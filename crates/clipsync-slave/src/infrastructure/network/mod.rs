//! Network infrastructure for the slave: the TCP [`MasterLink`].
//!
//! Architecture:
//! - Every `register` opens its own TCP connection.  That connection *is*
//!   the session: the master pushes `Payload` frames down it and closes it
//!   when the session ends.  Dropping the returned stream closes the socket,
//!   which the master sees as a disconnect.
//! - `report`, `ping` and `info` share one long-lived control connection,
//!   dialled lazily and re-dialled after any failure.  Calls on it are
//!   strictly request → reply, serialised by a mutex.

use std::time::Duration;

use async_trait::async_trait;
use clipsync_core::protocol::{InfoReplyMessage, ReportMessage, SequenceCounter};
use clipsync_core::{read_message, write_message, CloseReason, SyncMessage};
use tokio::net::TcpStream;
use tokio::sync::Mutex;
use tokio::time::timeout;
use tracing::{debug, info};

use crate::application::master_link::{InboundStream, LinkError, MasterLink};

/// Default bound on connecting and on each unary call.
pub const DEFAULT_CALL_TIMEOUT: Duration = Duration::from_secs(5);

/// Configuration for the link to the master.
#[derive(Debug, Clone, PartialEq, Eq)]
pub struct MasterLinkConfig {
    /// `host:port` of the master's relay listener.
    pub master_addr: String,
    /// Upper bound on connecting and on each unary call.
    pub call_timeout: Duration,
}

impl MasterLinkConfig {
    pub fn new(master_addr: impl Into<String>) -> Self {
        Self {
            master_addr: master_addr.into(),
            call_timeout: DEFAULT_CALL_TIMEOUT,
        }
    }
}

/// [`MasterLink`] over TCP.
#[derive(Debug)]
pub struct TcpMasterLink {
    config: MasterLinkConfig,
    control: Mutex<Option<TcpStream>>,
    sequence: SequenceCounter,
}

impl TcpMasterLink {
    pub fn new(config: MasterLinkConfig) -> Self {
        Self {
            config,
            control: Mutex::new(None),
            sequence: SequenceCounter::new(),
        }
    }

    /// Asks the master for a snapshot of its registries.
    pub async fn info(&self) -> Result<InfoReplyMessage, LinkError> {
        match self.call(SyncMessage::Info).await? {
            SyncMessage::InfoReply(reply) => Ok(reply),
            other => Err(unexpected(other)),
        }
    }

    async fn connect(&self) -> Result<TcpStream, LinkError> {
        let addr = self.config.master_addr.as_str();
        let stream = timeout(self.config.call_timeout, TcpStream::connect(addr))
            .await
            .map_err(|_| LinkError::Timeout(self.config.call_timeout))?
            .map_err(|source| LinkError::ConnectFailed {
                addr: addr.to_string(),
                source,
            })?;
        let _ = stream.set_nodelay(true);
        Ok(stream)
    }

    /// Sends one call on the control connection and returns the reply.
    async fn call(&self, msg: SyncMessage) -> Result<SyncMessage, LinkError> {
        let mut control = self.control.lock().await;
        let mut stream = match control.take() {
            Some(stream) => stream,
            None => {
                debug!(master = %self.config.master_addr, "dialling control connection");
                self.connect().await?
            }
        };

        let result = timeout(
            self.config.call_timeout,
            exchange(&mut stream, &msg, self.sequence.next()),
        )
        .await
        .unwrap_or(Err(LinkError::Timeout(self.config.call_timeout)));

        // A failed exchange may leave half a frame on the wire; only a clean
        // connection goes back into the slot.
        if result.is_ok() {
            *control = Some(stream);
        }
        result
    }
}

async fn exchange(
    stream: &mut TcpStream,
    msg: &SyncMessage,
    sequence_number: u64,
) -> Result<SyncMessage, LinkError> {
    write_message(stream, msg, sequence_number).await?;
    read_message(stream).await?.ok_or(LinkError::Closed)
}

fn expect_ack(reply: SyncMessage) -> Result<(), LinkError> {
    match reply {
        SyncMessage::Ack => Ok(()),
        other => Err(unexpected(other)),
    }
}

fn unexpected(reply: SyncMessage) -> LinkError {
    match reply {
        SyncMessage::Error(e) => LinkError::Rejected(e.description),
        other => LinkError::UnexpectedReply(other.name()),
    }
}

#[async_trait]
impl MasterLink for TcpMasterLink {
    async fn register(&self, address: &str) -> Result<Box<dyn InboundStream>, LinkError> {
        let mut stream = self.connect().await?;
        let frame = SyncMessage::Register {
            address: address.to_string(),
        };
        timeout(self.config.call_timeout, write_message(&mut stream, &frame, 0))
            .await
            .map_err(|_| LinkError::Timeout(self.config.call_timeout))??;
        info!(master = %self.config.master_addr, %address, "session stream opened");
        Ok(Box::new(TcpInboundStream::new(stream)))
    }

    async fn report(&self, content: &[u8], address: &str) -> Result<(), LinkError> {
        let call = SyncMessage::Report(ReportMessage {
            address: address.to_string(),
            content: content.to_vec(),
        });
        expect_ack(self.call(call).await?)
    }

    async fn ping(&self, address: &str) -> Result<(), LinkError> {
        let call = SyncMessage::Ping {
            address: address.to_string(),
        };
        expect_ack(self.call(call).await?)
    }
}

// ── Session stream ────────────────────────────────────────────────────────────

/// The slave end of a session stream.
///
/// Owns the whole socket: keeping the write half open is what tells the
/// master the slave is still there.
#[derive(Debug)]
pub struct TcpInboundStream {
    stream: TcpStream,
    close_reason: Option<CloseReason>,
}

impl TcpInboundStream {
    pub fn new(stream: TcpStream) -> Self {
        Self {
            stream,
            close_reason: None,
        }
    }

    /// The reason the master gave when it ended the session, if it did.
    pub fn close_reason(&self) -> Option<CloseReason> {
        self.close_reason
    }
}

#[async_trait]
impl InboundStream for TcpInboundStream {
    async fn next_payload(&mut self) -> Result<Option<Vec<u8>>, LinkError> {
        loop {
            match read_message(&mut self.stream).await? {
                Some(SyncMessage::Payload { content }) => return Ok(Some(content)),
                Some(SyncMessage::SessionClosed { reason }) => {
                    info!(%reason, "master closed the session");
                    self.close_reason = Some(reason);
                    return Ok(None);
                }
                Some(other) => debug!("ignoring {} on session stream", other.name()),
                None => return Ok(None),
            }
        }
    }
}
//! Clipboard adapters implementing
//! [`ClipboardCapability`](crate::application::clipboard::ClipboardCapability).
//!
//! - **`system`** – The OS text clipboard via `arboard`, polled on a
//!   dedicated thread.
//! - **`memory`** – An in-memory clipboard for tests and headless demos.

pub mod memory;
pub mod system;

pub use memory::MemoryClipboard;
pub use system::{SystemClipboard, DEFAULT_POLL_INTERVAL};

|---|

● YOUR ASSIGNMENT
Print the records once more, exactly as they were given.

● SOLUTION
filename crates/clipsync-slave/src/infrastructure/network/mod.rs
//! Network infrastructure for the slave: the TCP [`MasterLink`].
//!
//! Architecture:
//! - Every `register` opens its own TCP connection.  That connection *is*
//!   the session: the master pushes `Payload` frames down it and closes it
//!   when the session ends.  Dropping the returned stream closes the socket,
//!   which the master sees as a disconnect.
//! - `report`, `ping` and `info` share one long-lived control connection,
//!   dialled lazily and re-dialled after any failure.  Calls on it are
//!   strictly request → reply, serialised by a mutex.

use std::time::Duration;

use async_trait::async_trait;
use clipsync_core::protocol::{InfoReplyMessage, ReportMessage, SequenceCounter};
use clipsync_core::{read_message, write_message, CloseReason, SyncMessage};
use tokio::net::TcpStream;
use tokio::sync::Mutex;
use tokio::time::timeout;
use tracing::{debug, info};

use crate::application::master_link::{InboundStream, LinkError, MasterLink};

/// Default bound on connecting and on each unary call.
pub const DEFAULT_CALL_TIMEOUT: Duration = Duration::from_secs(5);

/// Configuration for the link to the master.
#[derive(Debug, Clone, PartialEq, Eq)]
pub struct MasterLinkConfig {
    /// `host:port` of the master's relay listener.
    pub master_addr: String,
    /// Upper bound on connecting and on each unary call.
    pub call_timeout: Duration,
}

impl MasterLinkConfig {
    pub fn new(master_addr: impl Into<String>) -> Self {
        Self {
            master_addr: master_addr.into(),
            call_timeout: DEFAULT_CALL_TIMEOUT,
        }
    }
}

/// [`MasterLink`] over TCP.
#[derive(Debug)]
pub struct TcpMasterLink {
    config: MasterLinkConfig,
    control: Mutex<Option<TcpStream>>,
    sequence: SequenceCounter,
}

impl TcpMasterLink {
    pub fn new(config: MasterLinkConfig) -> Self {
        Self {
            config,
            control: Mutex::new(None),
            sequence: SequenceCounter::new(),
        }
    }

    /// Asks the master for a snapshot of its registries.
    pub async fn info(&self) -> Result<InfoReplyMessage, LinkError> {
        match self.call(SyncMessage::Info).await? {
            SyncMessage::InfoReply(reply) => Ok(reply),
            other => Err(unexpected(other)),
        }
    }

    async fn connect(&self) -> Result<TcpStream, LinkError> {
        let addr = self.config.master_addr.as_str();
        let stream = timeout(self.config.call_timeout, TcpStream::connect(addr))
            .await
            .map_err(|_| LinkError::Timeout(self.config.call_timeout))?
            .map_err(|source| LinkError::ConnectFailed {
                addr: addr.to_string(),
                source,
            })?;
        let _ = stream.set_nodelay(true);
        Ok(stream)
    }

    /// Sends one call on the control connection and returns the reply.
    async fn call(&self, msg: SyncMessage) -> Result<SyncMessage, LinkError> {
        let mut control = self.control.lock().await;
        let mut stream = match control.take() {
            Some(stream) => stream,
            None => {
                debug!(master = %self.config.master_addr, "dialling control connection");
                self.connect().await?
            }
        };

        let result = timeout(
            self.config.call_timeout,
            exchange(&mut stream, &msg, self.sequence.next()),
        )
        .await
        .unwrap_or(Err(LinkError::Timeout(self.config.call_timeout)));

        // A failed exchange may leave half a frame on the wire; only a clean
        // connection goes back into the slot.
        if result.is_ok() {
            *control = Some(stream);
        }
        result
    }
}

async fn exchange(
    stream: &mut TcpStream,
    msg: &SyncMessage,
    sequence_number: u64,
) -> Result<SyncMessage, LinkError> {
    write_message(stream, msg, sequence_number).await?;
    read_message(stream).await?.ok_or(LinkError::Closed)
}

fn expect_ack(reply: SyncMessage) -> Result<(), LinkError> {
    match reply {
        SyncMessage::Ack => Ok(()),
        other => Err(unexpected(other)),
    }
}

fn unexpected(reply: SyncMessage) -> LinkError {
    match reply {
        SyncMessage::Error(e) => LinkError::Rejected(e.description),
        other => LinkError::UnexpectedReply(other.name()),
    }
}

#[async_trait]
impl MasterLink for TcpMasterLink {
    async fn register(&self, address: &str) -> Result<Box<dyn InboundStream>, LinkError> {
        let mut stream = self.connect().await?;
        let frame = SyncMessage::Register {
            address: address.to_string(),
        };
        timeout(self.config.call_timeout, write_message(&mut stream, &frame, 0))
            .await
            .map_err(|_| LinkError::Timeout(self.config.call_timeout))??;
        info!(master = %self.config.master_addr, %address, "session stream opened");
        Ok(Box::new(TcpInboundStream::new(stream)))
    }

    async fn report(&self, content: &[u8], address: &str) -> Result<(), LinkError> {
        let call = SyncMessage::Report(ReportMessage {
            address: address.to_string(),
            content: content.to_vec(),
        });
        expect_ack(self.call(call).await?)
    }

    async fn ping(&self, address: &str) -> Result<(), LinkError> {
        let call = SyncMessage::Ping {
            address: address.to_string(),
        };
        expect_ack(self.call(call).await?)
    }
}

// ── Session stream ────────────────────────────────────────────────────────────

/// The slave end of a session stream.
///
/// Owns the whole socket: keeping the write half open is what tells the
/// master the slave is still there.
#[derive(Debug)]
pub struct TcpInboundStream {
    stream: TcpStream,
    close_reason: Option<CloseReason>,
}

impl TcpInboundStream {
    pub fn new(stream: TcpStream) -> Self {
        Self {
            stream,
            close_reason: None,
        }
    }

    /// The reason the master gave when it ended the session, if it did.
    pub fn close_reason(&self) -> Option<CloseReason> {
        self.close_reason
    }
}

#[async_trait]
impl InboundStream for TcpInboundStream {
    async fn next_payload(&mut self) -> Result<Option<Vec<u8>>, LinkError> {
        loop {
            match read_message(&mut self.stream).await? {
                Some(SyncMessage::Payload { content }) => return Ok(Some(content)),
                Some(SyncMessage::SessionClosed { reason }) => {
                    info!(%reason, "master closed the session");
                    self.close_reason = Some(reason);
                    return Ok(None);
                }
                Some(other) => debug!("ignoring {} on session stream", other.name()),
                None => return Ok(None),
            }
        }
    }
}
//! Clipboard adapters implementing
//! [`ClipboardCapability`](crate::application::clipboard::ClipboardCapability).
//!
//! - **`system`** – The OS text clipboard via `arboard`, polled on a
//!   dedicated thread.
//! - **`memory`** – An in-memory clipboard for tests and headless demos.

pub mod memory;
pub mod system;

pub use memory::MemoryClipboard;
pub use system::{SystemClipboard, DEFAULT_POLL_INTERVAL};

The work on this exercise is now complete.